Domenico Quirico, giornalista e inviato, dalle pagine de la Stampa ha raccontato le vicende dell’Africa e del mondo arabo degli ultimi vent’anni. Ha attraversato il Mediterraneo su una barca di migranti, è stato sequestrato dai soldati di Gheddafi in Libia nel 2011 e dai jihadisti siriani nel 2013. Tra i suoi numerosi libri, i più recenti sono legati alla sua esperienza di giornalismo di presenza: con Neri Pozza ha pubblicato: Il paese del male. 152 giorni in ostaggio in Siria; Il Grande Califfato; Esodo. Storia del nuovo millennio (finalista del Premio Terzani, edizione 2017) e Ombre dal fondo (con P. Piacenza).
Con Laterza ha pubblicato nel 2017 Succede ad Aleppo. In queste pagine ripercorre anni della guerra civile con la forza di una testimonianza vissuta drammaticamente. Dalle prime manifestazioni contro il regime, sulla scia delle speranze della primavera araba, alle battaglie nelle vie dei vecchi quartieri ormai abbandonati. Dallo scontro tra Armata siriana libera, esercito di Bashar e milizie dello Stato islamico, alla fine della rivoluzione. Un affresco che racconta l’indicibilità della tragedia di Aleppo, città millenaria fondata dagli Ittiti e perla dell’Impero romano, dove hanno convissuto per secoli arabi, armeni, curdi e circassi: un luogo di pace in cui gli uomini pregavano Dio chiamandolo con nomi diversi.

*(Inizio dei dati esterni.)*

//! 4x4 row-major matrix
//!
//! Vectors are columns: `transform_vec4(m, v)` computes `m · v`, and
//! `a.multiply(&b)` applies `b` first when the product transforms a vector.
//! Translation lives in the last column (`rows[i].w`).

use core::ops::{Mul, MulAssign};

use bytemuck::{Pod, Zeroable};
use serde::{Deserialize, Serialize};

use crate::fast::{fast_cos, fast_sin};
use crate::kernel;
use crate::vector::{Vec3, Vec4};

/// Determinants at or below this magnitude are treated as singular
pub const SINGULAR_EPSILON: f32 = 1e-8;

/// 4x4 matrix (row-major) - the main transformation matrix
#[derive(Clone, Copy, Debug, PartialEq, Serialize, Deserialize)]
#[repr(C, align(64))]
pub struct Matrix4 {
    pub rows: [Vec4; 4],
}

// Safety: four `Vec4` rows fill the 64 bytes exactly, no padding.
unsafe impl Zeroable for Matrix4 {}
unsafe impl Pod for Matrix4 {}

impl Matrix4 {
    pub const IDENTITY: Self = Self {
        rows: [Vec4::X, Vec4::Y, Vec4::Z, Vec4::W],
    };

    pub const ZERO: Self = Self {
        rows: [Vec4::ZERO, Vec4::ZERO, Vec4::ZERO, Vec4::ZERO],
    };

    #[inline]
    pub const fn identity() -> Self {
        Self::IDENTITY
    }

    #[inline]
    pub const fn from_rows(rows: [[f32; 4]; 4]) -> Self {
        Self {
            rows: [
                Vec4::from_array(rows[0]),
                Vec4::from_array(rows[1]),
                Vec4::from_array(rows[2]),
                Vec4::from_array(rows[3]),
            ],
        }
    }

    #[inline]
    pub fn to_rows(&self) -> [[f32; 4]; 4] {
        [
            self.rows[0].to_array(),
            self.rows[1].to_array(),
            self.rows[2].to_array(),
            self.rows[3].to_array(),
        ]
    }

    /// Row `i`
    ///
    /// # Panics
    ///
    /// Panics if `i >= 4`.
    #[inline]
    pub fn row(&self, i: usize) -> Vec4 {
        self.rows[i]
    }

    /// Element at row `i`, column `j`
    ///
    /// # Panics
    ///
    /// Panics if `i >= 4` or `j >= 4`.
    #[inline]
    pub fn get(&self, i: usize, j: usize) -> f32 {
        self.rows[i].to_array()[j]
    }

    /// Column `j`
    ///
    /// # Panics
    ///
    /// Panics if `j >= 4`.
    #[inline]
    pub fn column(&self, j: usize) -> Vec4 {
        Vec4::new(self.get(0, j), self.get(1, j), self.get(2, j), self.get(3, j))
    }

    /// `self · other`
    #[inline]
    pub fn multiply(&self, other: &Self) -> Self {
        kernel::active().mat_mul(self, other)
    }

    #[inline]
    pub fn transpose(&self) -> Self {
        Self {
            rows: [self.column(0), self.column(1), self.column(2), self.column(3)],
        }
    }

    /// `self · v`
    #[inline]
    pub fn transform_vec4(&self, v: Vec4) -> Vec4 {
        kernel::active().transform(self, &v)
    }

    /// Transform a point: lift to `w = 1`, transform, drop `w`
    ///
    /// No perspective divide; use [`transform_vec4`](Self::transform_vec4)
    /// for projective matrices.
    #[inline]
    pub fn transform_vec3(&self, point: Vec3) -> Vec3 {
        self.transform_vec4(point.extend(1.0)).truncate()
    }

    /// Transform a direction (`w = 0`), ignoring translation
    #[inline]
    pub fn transform_direction(&self, direction: Vec3) -> Vec3 {
        self.transform_vec4(direction.extend(0.0)).truncate()
    }

    pub fn translation(x: f32, y: f32, z: f32) -> Self {
        Self::from_rows([
            [1.0, 0.0, 0.0, x],
            [0.0, 1.0, 0.0, y],
            [0.0, 0.0, 1.0, z],
            [0.0, 0.0, 0.0, 1.0],
        ])
    }

    pub fn scale(x: f32, y: f32, z: f32) -> Self {
        Self::from_rows([
            [x, 0.0, 0.0, 0.0],
            [0.0, y, 0.0, 0.0],
            [0.0, 0.0, z, 0.0],
            [0.0, 0.0, 0.0, 1.0],
        ])
    }

    /// Rotation about X by `angle` radians (fast sine/cosine)
    pub fn rotation_x(angle: f32) -> Self {
        let (s, c) = (fast_sin(angle), fast_cos(angle));
        Self::from_rows([
            [1.0, 0.0, 0.0, 0.0],
            [0.0, c, -s, 0.0],
            [0.0, s, c, 0.0],
            [0.0, 0.0, 0.0, 1.0],
        ])
    }

    /// Rotation about Y by `angle` radians (fast sine/cosine)
    pub fn rotation_y(angle: f32) -> Self {
        let (s, c) = (fast_sin(angle), fast_cos(angle));
        Self::from_rows([
            [c, 0.0, s, 0.0],
            [0.0, 1.0, 0.0, 0.0],
            [-s, 0.0, c, 0.0],
            [0.0, 0.0, 0.0, 1.0],
        ])
    }

    /// Rotation about Z by `angle` radians (fast sine/cosine)
    pub fn rotation_z(angle: f32) -> Self {
        let (s, c) = (fast_sin(angle), fast_cos(angle));
        Self::from_rows([
            [c, -s, 0.0, 0.0],
            [s, c, 0.0, 0.0],
            [0.0, 0.0, 1.0, 0.0],
            [0.0, 0.0, 0.0, 1.0],
        ])
    }

    /// `Rz · Ry · Rx`: rotates about X first, then Y, then Z
    pub fn rotation_euler(x: f32, y: f32, z: f32) -> Self {
        Self::rotation_z(z)
            .multiply(&Self::rotation_y(y))
            .multiply(&Self::rotation_x(x))
    }

    /// Right-handed perspective projection, OpenGL clip depth [-1, 1]
    pub fn perspective(fov_y: f32, aspect: f32, near: f32, far: f32) -> Self {
        let f = 1.0 / (fov_y / 2.0).tan();
        let nf = 1.0 / (near - far);

        Self::from_rows([
            [f / aspect, 0.0, 0.0, 0.0],
            [0.0, f, 0.0, 0.0],
            [0.0, 0.0, (far + near) * nf, 2.0 * far * near * nf],
            [0.0, 0.0, -1.0, 0.0],
        ])
    }

    /// Right-handed orthographic projection, OpenGL clip depth [-1, 1]
    pub fn orthographic(left: f32, right: f32, bottom: f32, top: f32, near: f32, far: f32) -> Self {
        let rml = right - left;
        let tmb = top - bottom;
        let fmn = far - near;

        Self::from_rows([
            [2.0 / rml, 0.0, 0.0, -(right + left) / rml],
            [0.0, 2.0 / tmb, 0.0, -(top + bottom) / tmb],
            [0.0, 0.0, -2.0 / fmn, -(far + near) / fmn],
            [0.0, 0.0, 0.0, 1.0],
        ])
    }

    /// Right-handed view matrix looking from `eye` towards `center`
    pub fn look_at(eye: Vec3, center: Vec3, up: Vec3) -> Self {
        let forward = (center - eye).normalize();
        let right = forward.cross(up).normalize();
        let up = right.cross(forward);

        Self::from_rows([
            [right.x, right.y, right.z, -right.dot(eye)],
            [up.x, up.y, up.z, -up.dot(eye)],
            [-forward.x, -forward.y, -forward.z, forward.dot(eye)],
            [0.0, 0.0, 0.0, 1.0],
        ])
    }

    /// 2x2 sub-determinants of the top and bottom row pairs
    fn minors(&self) -> ([f32; 6], [f32; 6]) {
        let [a, b, c, d] = self.rows;
        let s = [
            a.x * b.y - b.x * a.y,
            a.x * b.z - b.x * a.z,
            a.x * b.w - b.x * a.w,
            a.y * b.z - b.y * a.z,
            a.y * b.w - b.y * a.w,
            a.z * b.w - b.z * a.w,
        ];
        let k = [
            c.x * d.y - d.x * c.y,
            c.x * d.z - d.x * c.z,
            c.x * d.w - d.x * c.w,
            c.y * d.z - d.y * c.z,
            c.y * d.w - d.y * c.w,
            c.z * d.w - d.z * c.w,
        ];
        (s, k)
    }

    pub fn determinant(&self) -> f32 {
        let (s, k) = self.minors();
        s[0] * k[5] - s[1] * k[4] + s[2] * k[3] + s[3] * k[2] - s[4] * k[1] + s[5] * k[0]
    }

    /// Inverse by cofactor expansion, `None` when the matrix is singular
    pub fn inverse(&self) -> Option<Self> {
        let [a, b, c, d] = self.rows;
        let (s, k) = self.minors();

        let det = s[0] * k[5] - s[1] * k[4] + s[2] * k[3] + s[3] * k[2] - s[4] * k[1] + s[5] * k[0];
        if det.abs() <= SINGULAR_EPSILON {
            return None;
        }
        let inv_det = 1.0 / det;

        // Inverse of the transpose is the transpose of the inverse, so the
        // cofactor columns computed from rows are rows of the result.
        let rows = [
            [
                (b.y * k[5] - b.z * k[4] + b.w * k[3]) * inv_det,
                (-a.y * k[5] + a.z * k[4] - a.w * k[3]) * inv_det,
                (d.y * s[5] - d.z * s[4] + d.w * s[3]) * inv_det,
                (-c.y * s[5] + c.z * s[4] - c.w * s[3]) * inv_det,
            ],
            [
                (-b.x * k[5] + b.z * k[2] - b.w * k[1]) * inv_det,
                (a.x * k[5] - a.z * k[2] + a.w * k[1]) * inv_det,
                (-d.x * s[5] + d.z * s[2] - d.w * s[1]) * inv_det,
                (c.x * s[5] - c.z * s[2] + c.w * s[1]) * inv_det,
            ],
            [
                (b.x * k[4] - b.y * k[2] + b.w * k[0]) * inv_det,
                (-a.x * k[4] + a.y * k[2] - a.w * k[0]) * inv_det,
                (d.x * s[4] - d.y * s[2] + d.w * s[0]) * inv_det,
                (-c.x * s[4] + c.y * s[2] - c.w * s[0]) * inv_det,
            ],
            [
                (-b.x * k[3] + b.y * k[1] - b.z * k[0]) * inv_det,
                (a.x * k[3] - a.y * k[1] + a.z * k[0]) * inv_det,
                (-d.x * s[3] + d.y * s[1] - d.z * s[0]) * inv_det,
                (c.x * s[3] - c.y * s[1] + c.z * s[0]) * inv_det,
            ],
        ];
        Some(Self::from_rows(rows))
    }
}

impl Default for Matrix4 {
    fn default() -> Self {
        Self::IDENTITY
    }
}

impl Mul for Matrix4 {
    type Output = Self;

    #[inline]
    fn mul(self, rhs: Self) -> Self {
        self.multiply(&rhs)
    }
}

impl Mul<Vec4> for Matrix4 {
    type Output = Vec4;

    #[inline]
    fn mul(self, rhs: Vec4) -> Vec4 {
        self.transform_vec4(rhs)
    }
}

impl MulAssign for Matrix4 {
    fn mul_assign(&mut self, rhs: Self) {
        *self = *self * rhs;
    }
}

E ora Aleppo è insieme Guernica e Stalingrado, Sarajevo e Grozny. Aleppo non esiste più. Anni di guerra ne hanno spazzato via i 2 milioni di abitanti, lasciando soltanto macerie. Tutti, giovani e vecchi, uomini, donne e bambini, si trascinano dietro la paura “come lo sporco attaccato alle scarpe”. Ad Aleppo sembra che a muovere la guerra sia la Natura, non più gli uomini.
Frank Westerman è nato nel 1964 a Emmen, in Olanda. Dopo gli studi scientifici diventa presto giornalista freelance nelle zone più calde del mondo. È autore di romanzi reportage in tema di razzismo, cultura, identità e potere: El Negro e io (Iperborea); Ingegneri di anime (Feltrinelli); Ararat (Iperborea, finalista al Premio Kapuściński 2010). I soldati delle parole è il suo ultimo titolo pubblicato da Iperborea. È ancora possibile arginare la violenza con le parole? Fino a che punto la penna è più forte della spada?

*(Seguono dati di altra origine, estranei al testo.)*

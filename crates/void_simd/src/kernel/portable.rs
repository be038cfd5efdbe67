//! Portable scalar kernel

use super::{Kernel, KernelPath};
use crate::fast::approx_sqrt;
use crate::matrix::Matrix4;
use crate::vector::Vec4;

/// Per-component scalar arithmetic, available on every target
///
/// Square roots use the bit-level approximation since no hardware
/// instruction is assumed.
#[derive(Clone, Copy, Debug, Default, PartialEq, Eq)]
pub struct PortableKernel;

impl Kernel for PortableKernel {
    fn path(&self) -> KernelPath {
        KernelPath::Portable
    }

    #[inline]
    fn sqrt(&self, x: f32) -> f32 {
        approx_sqrt(x)
    }

    #[inline]
    fn add(&self, a: &Vec4, b: &Vec4) -> Vec4 {
        Vec4::new(a.x + b.x, a.y + b.y, a.z + b.z, a.w + b.w)
    }

    #[inline]
    fn sub(&self, a: &Vec4, b: &Vec4) -> Vec4 {
        Vec4::new(a.x - b.x, a.y - b.y, a.z - b.z, a.w - b.w)
    }

    #[inline]
    fn mul(&self, a: &Vec4, b: &Vec4) -> Vec4 {
        Vec4::new(a.x * b.x, a.y * b.y, a.z * b.z, a.w * b.w)
    }

    #[inline]
    fn scale(&self, v: &Vec4, s: f32) -> Vec4 {
        Vec4::new(v.x * s, v.y * s, v.z * s, v.w * s)
    }

    #[inline]
    fn dot(&self, a: &Vec4, b: &Vec4) -> f32 {
        a.x * b.x + a.y * b.y + a.z * b.z + a.w * b.w
    }

    #[inline]
    fn cross(&self, a: &Vec4, b: &Vec4) -> Vec4 {
        Vec4::new(
            a.y * b.z - a.z * b.y,
            a.z * b.x - a.x * b.z,
            a.x * b.y - a.y * b.x,
            0.0,
        )
    }

    fn mat_mul(&self, a: &Matrix4, b: &Matrix4) -> Matrix4 {
        let a = a.to_rows();
        let b = b.to_rows();
        let mut out = [[0.0f32; 4]; 4];
        for i in 0..4 {
            for j in 0..4 {
                out[i][j] = a[i][0] * b[0][j]
                    + a[i][1] * b[1][j]
                    + a[i][2] * b[2][j]
                    + a[i][3] * b[3][j];
            }
        }
        Matrix4::from_rows(out)
    }

    fn transform(&self, m: &Matrix4, v: &Vec4) -> Vec4 {
        Vec4::new(
            self.dot(&m.rows[0], v),
            self.dot(&m.rows[1], v),
            self.dot(&m.rows[2], v),
            self.dot(&m.rows[3], v),
        )
    }

    fn batch_add(&self, a: &[Vec4], b: &[Vec4], result: &mut [Vec4]) {
        for ((out, a), b) in result.iter_mut().zip(a).zip(b) {
            *out = self.add(a, b);
        }
    }

    fn batch_scale(&self, input: &[Vec4], s: f32, result: &mut [Vec4]) {
        for (out, v) in result.iter_mut().zip(input) {
            *out = self.scale(v, s);
        }
    }
}
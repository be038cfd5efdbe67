//! 3D ray for intersection queries

use serde::{Deserialize, Serialize};

use crate::vector::Vec3;

/// Half-line from `origin` along `direction`
///
/// The direction is normalized on construction. Ray parameters returned by
/// the intersection functions are in units of `direction`, so
/// [`Ray::at`] always lands on the reported hit.
#[derive(Clone, Copy, Debug, PartialEq, Serialize, Deserialize)]
pub struct Ray {
    pub origin: Vec3,
    pub direction: Vec3,
}

impl Ray {
    /// Create a ray with normalized direction
    #[inline]
    pub fn new(origin: Vec3, direction: Vec3) -> Self {
        Self {
            origin,
            direction: direction.normalize(),
        }
    }

    /// Point at parameter `t`
    #[inline]
    pub fn at(&self, t: f32) -> Vec3 {
        self.origin + self.direction * t
    }
}

impl Default for Ray {
    fn default() -> Self {
        Self {
            origin: Vec3::ZERO,
            direction: Vec3::Z,
        }
    }
}
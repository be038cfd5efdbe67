//! # void_simd - Capability-Adaptive SIMD Math Kernel
//!
//! Small fixed-size math for real-time loops: 2/3/4-component vectors, 4x4
//! row-major matrices, batch operations over vector arrays and fast
//! approximations of square root, inverse square root, sine and cosine.
//!
//! Operations with a vectorized form run through a [`Kernel`]. The process
//! picks one on first use: the SSE/AVX/FMA kernel when the processor
//! supports it, the portable scalar kernel otherwise. `VOID_SIMD_PATH`
//! (`auto`, `portable`, `vectorized`) overrides the choice, as does an
//! explicit [`kernel::init`] before the first operation.
//!
//! ```
//! use void_simd::prelude::*;
//!
//! let v = Vec4::new(1.0, 2.0, 3.0, 4.0) + Vec4::new(5.0, 6.0, 7.0, 8.0);
//! assert_eq!(v, Vec4::new(6.0, 8.0, 10.0, 12.0));
//!
//! let m = Matrix4::translation(1.0, 2.0, 3.0);
//! assert_eq!(m.transform_vec3(Vec3::ZERO), Vec3::new(1.0, 2.0, 3.0));
//! ```

pub mod batch;
pub mod bench;
pub mod bits;
pub mod bounds;
pub mod capability;
pub mod config;
pub mod error;
pub mod fast;
pub mod intersect;
pub mod kernel;
pub mod matrix;
pub mod ray;
pub mod vector;

pub use batch::*;
pub use bits::*;
pub use bounds::*;
pub use capability::*;
pub use config::{KernelConfig, PathPreference};
pub use error::{KernelError, Result};
pub use fast::*;
pub use intersect::*;
pub use kernel::{Kernel, KernelPath, PortableKernel};
#[cfg(all(feature = "simd", any(target_arch = "x86", target_arch = "x86_64")))]
pub use kernel::VectorKernel;
pub use matrix::*;
pub use ray::*;
pub use vector::*;

/// Common math constants
pub mod consts {
    pub const PI: f32 = core::f32::consts::PI;
    pub const TAU: f32 = PI * 2.0;
    pub const FRAC_PI_2: f32 = PI / 2.0;
    pub const FRAC_PI_4: f32 = PI / 4.0;
    pub const DEG_TO_RAD: f32 = PI / 180.0;
    pub const RAD_TO_DEG: f32 = 180.0 / PI;
    /// Length below which a vector normalizes to zero
    pub const EPSILON: f32 = 1e-6;
}

/// Convert degrees to radians
#[inline]
pub fn radians(degrees: f32) -> f32 {
    degrees * consts::DEG_TO_RAD
}

/// Convert radians to degrees
#[inline]
pub fn degrees(radians: f32) -> f32 {
    radians * consts::RAD_TO_DEG
}

/// Linear interpolation
#[inline]
pub fn lerp(a: f32, b: f32, t: f32) -> f32 {
    a + (b - a) * t
}

/// Clamp value between min and max
#[inline]
pub fn clamp(value: f32, min: f32, max: f32) -> f32 {
    if value < min { min }
    else if value > max { max }
    else { value }
}

/// Prelude for convenient imports
pub mod prelude {
    pub use crate::bounds::{Sphere, AABB};
    pub use crate::matrix::Matrix4;
    pub use crate::ray::Ray;
    pub use crate::vector::{Vec2, Vec3, Vec4};
    pub use crate::consts::*;
    pub use crate::fast::{fast_cos, fast_inv_sqrt, fast_sin, fast_sqrt};
    pub use crate::{lerp, clamp, radians, degrees};
}

#[cfg(test)]
mod tests {
    use super::*;

    #[test]
    fn test_angle_conversion() {
        assert!((radians(180.0) - consts::PI).abs() < 1e-6);
        assert!((degrees(consts::FRAC_PI_2) - 90.0).abs() < 1e-4);
    }

    #[test]
    fn test_lerp_and_clamp() {
        assert_eq!(lerp(2.0, 4.0, 0.5), 3.0);
        assert_eq!(lerp(2.0, 4.0, 0.0), 2.0);
        assert_eq!(clamp(5.0, 0.0, 1.0), 1.0);
        assert_eq!(clamp(-5.0, 0.0, 1.0), 0.0);
        assert_eq!(clamp(0.25, 0.0, 1.0), 0.25);
    }
}
//! Error types for the math kernel
//!
//! The arithmetic itself never fails. Errors only cover the checked
//! preconditions around it: batch buffer extents and kernel selection.

use thiserror::Error;

use crate::kernel::KernelPath;

/// Kernel errors
#[derive(Debug, Clone, PartialEq, Eq, Error)]
pub enum KernelError {
    /// A batch buffer holds fewer elements than the requested count
    #[error("Buffer '{buffer}' too small: need {required} elements, found {actual}")]
    BufferTooSmall {
        buffer: &'static str,
        required: usize,
        actual: usize,
    },

    /// The requested execution path is not available on this processor
    #[error("Kernel path not supported on this processor: {0}")]
    Unsupported(KernelPath),

    /// A different kernel was already selected for this process
    #[error("Kernel already initialized with {active} path, cannot switch to {requested}")]
    AlreadyInitialized {
        active: KernelPath,
        requested: KernelPath,
    },

    /// Invalid kernel configuration
    #[error("Invalid kernel configuration: {0}")]
    InvalidConfig(String),
}

/// Result type for kernel operations
pub type Result<T> = std::result::Result<T, KernelError>;

impl KernelError {
    /// Check that `buffer` can hold `required` elements
    pub(crate) fn check_extent(buffer: &'static str, required: usize, actual: usize) -> Result<()> {
        if actual < required {
            Err(KernelError::BufferTooSmall { buffer, required, actual })
        } else {
            Ok(())
        }
    }
}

Di fronte a uno dei problemi più spaventosi del nostro tempo, il terrorismo, Frank Westerman si mette personalmente in gioco per capire le strategie e i margini d’azione di chi si affida agli strumenti della trattativa, del ragionamento, della persuasione: frequenta un corso per mediatori dell’Accademia di Polizia, partecipa come ostaggio alla simulazione di un sequestro aereo a Schiphol, incontra un ex dirottatore di treni, uno psichiatra che è stato tra i primi a trattare con i terroristi negli anni Settanta, e un veterano degli accordi di pace convinto che tutto sia negoziabile e che finiremo per sederci a un tavolo anche con l’Isis.

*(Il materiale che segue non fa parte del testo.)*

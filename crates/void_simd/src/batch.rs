//! Batch operations over contiguous vector arrays
//!
//! Each function processes the first `count` elements of its slices and
//! writes every one of the first `count` result elements exactly once.
//! Extents are checked before anything is written; a short slice yields
//! [`KernelError::BufferTooSmall`] and leaves `result` untouched.
//!
//! On the vectorized path with AVX, two [`Vec4`] are processed per 256-bit
//! step and an odd trailing element goes through the 128-bit path.

use crate::error::{KernelError, Result};
use crate::kernel;
use crate::matrix::Matrix4;
use crate::vector::{Vec3, Vec4};

/// `result[i] = a[i] + b[i]` for `i < count`
pub fn array_add(a: &[Vec4], b: &[Vec4], result: &mut [Vec4], count: usize) -> Result<()> {
    KernelError::check_extent("a", count, a.len())?;
    KernelError::check_extent("b", count, b.len())?;
    KernelError::check_extent("result", count, result.len())?;

    kernel::active().batch_add(&a[..count], &b[..count], &mut result[..count]);
    Ok(())
}

/// `result[i] = input[i] * scalar` for `i < count`
pub fn array_scale(input: &[Vec4], scalar: f32, result: &mut [Vec4], count: usize) -> Result<()> {
    KernelError::check_extent("input", count, input.len())?;
    KernelError::check_extent("result", count, result.len())?;

    kernel::active().batch_scale(&input[..count], scalar, &mut result[..count]);
    Ok(())
}

/// `result[i] = m.transform_vec3(input[i])` for `i < count`
pub fn array_transform(m: &Matrix4, input: &[Vec3], result: &mut [Vec3], count: usize) -> Result<()> {
    KernelError::check_extent("input", count, input.len())?;
    KernelError::check_extent("result", count, result.len())?;

    for (out, point) in result[..count].iter_mut().zip(&input[..count]) {
        *out = m.transform_vec3(*point);
    }
    Ok(())
}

In un’inchiesta lucida e appassionante, che coniuga suspense narrativa e riflessione storica, etica e politica, Westerman ci proietta nel mezzo degli attentati di un commando molucchese a cui assistette da bambino nei Paesi Bassi, rievoca il suo incontro con una combattente della RAF all’Avana, ricostruisce l’escalation del terrore ceceno e della brutale repressione di Putin di cui fu testimone quando era corrispondente in Russia. E scavando nel complesso duello tra potere e dissenso armato, indaga le ragioni del dialogo contro il rifiuto di scendere a compromessi con i terroristi, chiedendosi se le attuali azioni jihadiste possano ammettere un’efficace risposta verbale.